TASK PROMPT
The required result is each line of the entries below containing the string "nearest".

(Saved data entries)
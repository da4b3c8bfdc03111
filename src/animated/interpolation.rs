//! Piecewise-linear range mapping with numeric and string outputs.
//!
//! String output ranges are treated as templates: every number inside the
//! strings is interpolated independently and written back into the shape of
//! the first entry. Colors are normalized to `rgba(r, g, b, a)` first so that
//! `"red"` and `"#00f"` interpolate component-wise.

use std::sync::LazyLock;

use regex_lite::Regex;

use super::easing::Easing;
use super::node::NodeValue;
use crate::error::{Error, Result};
use crate::style::parse_color;
use crate::util::format_number;

/// Behavior outside the input range.
#[derive(Debug, Clone, Copy, PartialEq, Eq, Default)]
#[cfg_attr(feature = "serde", derive(serde::Serialize))]
#[cfg_attr(feature = "serde", serde(rename_all = "lowercase"))]
pub enum Extrapolate {
    /// Keep following the nearest segment.
    #[default]
    Extend,
    /// Pin to the nearest output bound.
    Clamp,
    /// Return the input unchanged.
    Identity,
}

impl Extrapolate {
    pub fn as_str(self) -> &'static str {
        match self {
            Extrapolate::Extend => "extend",
            Extrapolate::Clamp => "clamp",
            Extrapolate::Identity => "identity",
        }
    }
}

/// Output side of an interpolation.
#[derive(Debug, Clone, PartialEq)]
#[cfg_attr(feature = "serde", derive(serde::Serialize))]
#[cfg_attr(feature = "serde", serde(untagged))]
pub enum OutputRange {
    Numbers(Vec<f64>),
    Strings(Vec<String>),
}

impl From<Vec<f64>> for OutputRange {
    fn from(v: Vec<f64>) -> Self {
        OutputRange::Numbers(v)
    }
}

impl From<Vec<&str>> for OutputRange {
    fn from(v: Vec<&str>) -> Self {
        OutputRange::Strings(v.into_iter().map(str::to_string).collect())
    }
}

impl From<Vec<String>> for OutputRange {
    fn from(v: Vec<String>) -> Self {
        OutputRange::Strings(v)
    }
}

/// Interpolation parameters.
#[derive(Debug, Clone, PartialEq)]
pub struct InterpolationConfig {
    pub input_range: Vec<f64>,
    pub output_range: OutputRange,
    pub easing: Easing,
    pub extrapolate: Option<Extrapolate>,
    pub extrapolate_left: Option<Extrapolate>,
    pub extrapolate_right: Option<Extrapolate>,
}

impl InterpolationConfig {
    pub fn new(input_range: Vec<f64>, output_range: impl Into<OutputRange>) -> Self {
        Self {
            input_range,
            output_range: output_range.into(),
            easing: Easing::Linear,
            extrapolate: None,
            extrapolate_left: None,
            extrapolate_right: None,
        }
    }

    pub fn easing(mut self, easing: Easing) -> Self {
        self.easing = easing;
        self
    }

    /// Set both sides at once; a side-specific setting still wins.
    pub fn extrapolate(mut self, extrapolate: Extrapolate) -> Self {
        self.extrapolate = Some(extrapolate);
        self
    }

    pub fn extrapolate_left(mut self, extrapolate: Extrapolate) -> Self {
        self.extrapolate_left = Some(extrapolate);
        self
    }

    pub fn extrapolate_right(mut self, extrapolate: Extrapolate) -> Self {
        self.extrapolate_right = Some(extrapolate);
        self
    }
}

#[derive(Debug, Clone, PartialEq)]
enum Output {
    Numbers(Vec<f64>),
    /// `strings` are the normalized outputs and the first one is the
    /// template; `columns[i]` holds the i-th number of every string.
    Pattern {
        strings: Vec<String>,
        columns: Vec<Vec<f64>>,
        round: bool,
    },
}

/// A validated interpolation, ready to evaluate.
#[derive(Debug, Clone, PartialEq)]
pub struct Interpolator {
    input_range: Vec<f64>,
    output: Output,
    easing: Easing,
    left: Extrapolate,
    right: Extrapolate,
}

impl Interpolator {
    pub fn new(config: InterpolationConfig) -> Result<Self> {
        let left = config
            .extrapolate_left
            .or(config.extrapolate)
            .unwrap_or_default();
        let right = config
            .extrapolate_right
            .or(config.extrapolate)
            .unwrap_or_default();

        let output = match config.output_range {
            OutputRange::Numbers(range) => {
                check_infinite_range("outputRange", &range)?;
                Output::Numbers(range)
            }
            OutputRange::Strings(range) => pattern_output(range)?,
        };

        check_infinite_range("inputRange", &config.input_range)?;
        check_valid_input_range(&config.input_range)?;

        let output_len = match &output {
            Output::Numbers(range) => Some(range.len()),
            Output::Pattern { columns, .. } => columns.first().map(Vec::len),
        };
        if let Some(len) = output_len
            && len != config.input_range.len()
        {
            return Err(Error::InvalidRange(format!(
                "inputRange ({}) and outputRange ({}) must have the same length",
                config.input_range.len(),
                len
            )));
        }

        Ok(Self {
            input_range: config.input_range,
            output,
            easing: config.easing,
            left,
            right,
        })
    }

    pub fn input_range(&self) -> &[f64] {
        &self.input_range
    }

    /// Output range as validated; color strings are in normalized form.
    pub fn output_range(&self) -> OutputRange {
        match &self.output {
            Output::Numbers(range) => OutputRange::Numbers(range.clone()),
            Output::Pattern { strings, .. } => OutputRange::Strings(strings.clone()),
        }
    }

    pub fn extrapolate_left(&self) -> Extrapolate {
        self.left
    }

    pub fn extrapolate_right(&self) -> Extrapolate {
        self.right
    }

    pub fn apply(&self, input: f64) -> NodeValue {
        match &self.output {
            Output::Numbers(range) => NodeValue::Number(self.map(input, range)),
            Output::Pattern {
                strings,
                columns,
                round,
            } => {
                let template = strings.first().map_or("", String::as_str);
                let mut out = String::with_capacity(template.len());
                let mut last = 0;
                for (i, (start, end)) in number_spans(template).into_iter().enumerate() {
                    out.push_str(&template[last..start]);
                    let mut value = columns.get(i).map_or(0.0, |c| self.map(input, c));
                    if *round {
                        value = if i < 3 {
                            js_round(value)
                        } else {
                            js_round(value * 1000.0) / 1000.0
                        };
                    }
                    out.push_str(&format_number(value));
                    last = end;
                }
                out.push_str(&template[last..]);
                NodeValue::String(out)
            }
        }
    }

    fn map(&self, input: f64, output_range: &[f64]) -> f64 {
        let range = find_range(input, &self.input_range);
        interpolate(
            input,
            self.input_range[range],
            self.input_range[range + 1],
            output_range[range],
            output_range[range + 1],
            &self.easing,
            self.left,
            self.right,
        )
    }
}

/// Index of the segment containing `input`. A boundary value belongs to
/// the segment below it.
fn find_range(input: f64, input_range: &[f64]) -> usize {
    let mut i = 1;
    while i < input_range.len() - 1 {
        if input_range[i] >= input {
            break;
        }
        i += 1;
    }
    i - 1
}

#[allow(clippy::too_many_arguments)]
fn interpolate(
    input: f64,
    input_min: f64,
    input_max: f64,
    output_min: f64,
    output_max: f64,
    easing: &Easing,
    left: Extrapolate,
    right: Extrapolate,
) -> f64 {
    let mut result = input;

    if result < input_min {
        match left {
            Extrapolate::Identity => return result,
            Extrapolate::Clamp => result = input_min,
            Extrapolate::Extend => {}
        }
    }
    if result > input_max {
        match right {
            Extrapolate::Identity => return result,
            Extrapolate::Clamp => result = input_max,
            Extrapolate::Extend => {}
        }
    }

    if output_min == output_max {
        return output_min;
    }
    if input_min == input_max {
        return if input <= input_min {
            output_min
        } else {
            output_max
        };
    }

    if input_min == f64::NEG_INFINITY {
        result = -result;
    } else if input_max == f64::INFINITY {
        result -= input_min;
    } else {
        result = (result - input_min) / (input_max - input_min);
    }

    result = easing.apply(result);

    if output_min == f64::NEG_INFINITY {
        -result
    } else if output_max == f64::INFINITY {
        result + output_min
    } else {
        result * (output_max - output_min) + output_min
    }
}

fn check_infinite_range(name: &str, range: &[f64]) -> Result<()> {
    if range.len() < 2 {
        return Err(Error::InvalidRange(format!(
            "{name} must have at least 2 elements"
        )));
    }
    if range.len() == 2 && range[0] == f64::NEG_INFINITY && range[1] == f64::INFINITY {
        return Err(Error::InvalidRange(format!(
            "{name} cannot be ]-infinity;+infinity[ {range:?}"
        )));
    }
    Ok(())
}

fn check_valid_input_range(range: &[f64]) -> Result<()> {
    if range.windows(2).any(|pair| pair[1] < pair[0]) {
        return Err(Error::InvalidRange(format!(
            "inputRange must be monotonically non-decreasing {range:?}"
        )));
    }
    Ok(())
}

fn pattern_output(range: Vec<String>) -> Result<Output> {
    if range.len() < 2 {
        return Err(Error::InvalidRange("Bad output range".to_string()));
    }

    let range: Vec<String> = range.iter().map(|s| color_to_rgba(s)).collect();
    let shape = strip_numbers(&range[0]);
    for other in &range[1..] {
        if strip_numbers(other) != shape {
            return Err(Error::InvalidPattern {
                first: range[0].clone(),
                other: other.clone(),
            });
        }
    }

    let width = number_spans(&range[0]).len();
    let mut columns = vec![Vec::with_capacity(range.len()); width];
    for value in &range {
        let spans = number_spans(value);
        if spans.len() != width {
            return Err(Error::InvalidPattern {
                first: range[0].clone(),
                other: value.clone(),
            });
        }
        for (column, (start, end)) in columns.iter_mut().zip(spans) {
            column.push(value[start..end].parse::<f64>().unwrap_or(0.0));
        }
    }

    let round = range[0].starts_with("rgb");
    Ok(Output::Pattern {
        strings: range,
        columns,
        round,
    })
}

fn color_to_rgba(input: &str) -> String {
    match parse_color(input) {
        Some(color) => color.to_spaced_rgba(),
        None => input.to_string(),
    }
}

fn strip_numbers(value: &str) -> String {
    let mut out = String::with_capacity(value.len());
    let mut last = 0;
    for (start, end) in number_spans(value) {
        out.push_str(&value[last..start]);
        last = end;
    }
    out.push_str(&value[last..]);
    out
}

/// Numbers inside interpolated strings, exponent included.
static NUMBER_RE: LazyLock<Regex> =
    LazyLock::new(|| Regex::new(r"[+-]?(\d+\.?\d*|\.\d+)([eE][+-]?\d+)?").unwrap());

/// Byte spans of every number in `value`, left to right.
fn number_spans(value: &str) -> Vec<(usize, usize)> {
    NUMBER_RE
        .find_iter(value)
        .map(|m| (m.start(), m.end()))
        .collect()
}

/// `Math.round`: halves round toward positive infinity.
fn js_round(value: f64) -> f64 {
    (value + 0.5).floor()
}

TASK ANSWER
    /// Keep following the nearest segment.
    /// Pin to the nearest output bound.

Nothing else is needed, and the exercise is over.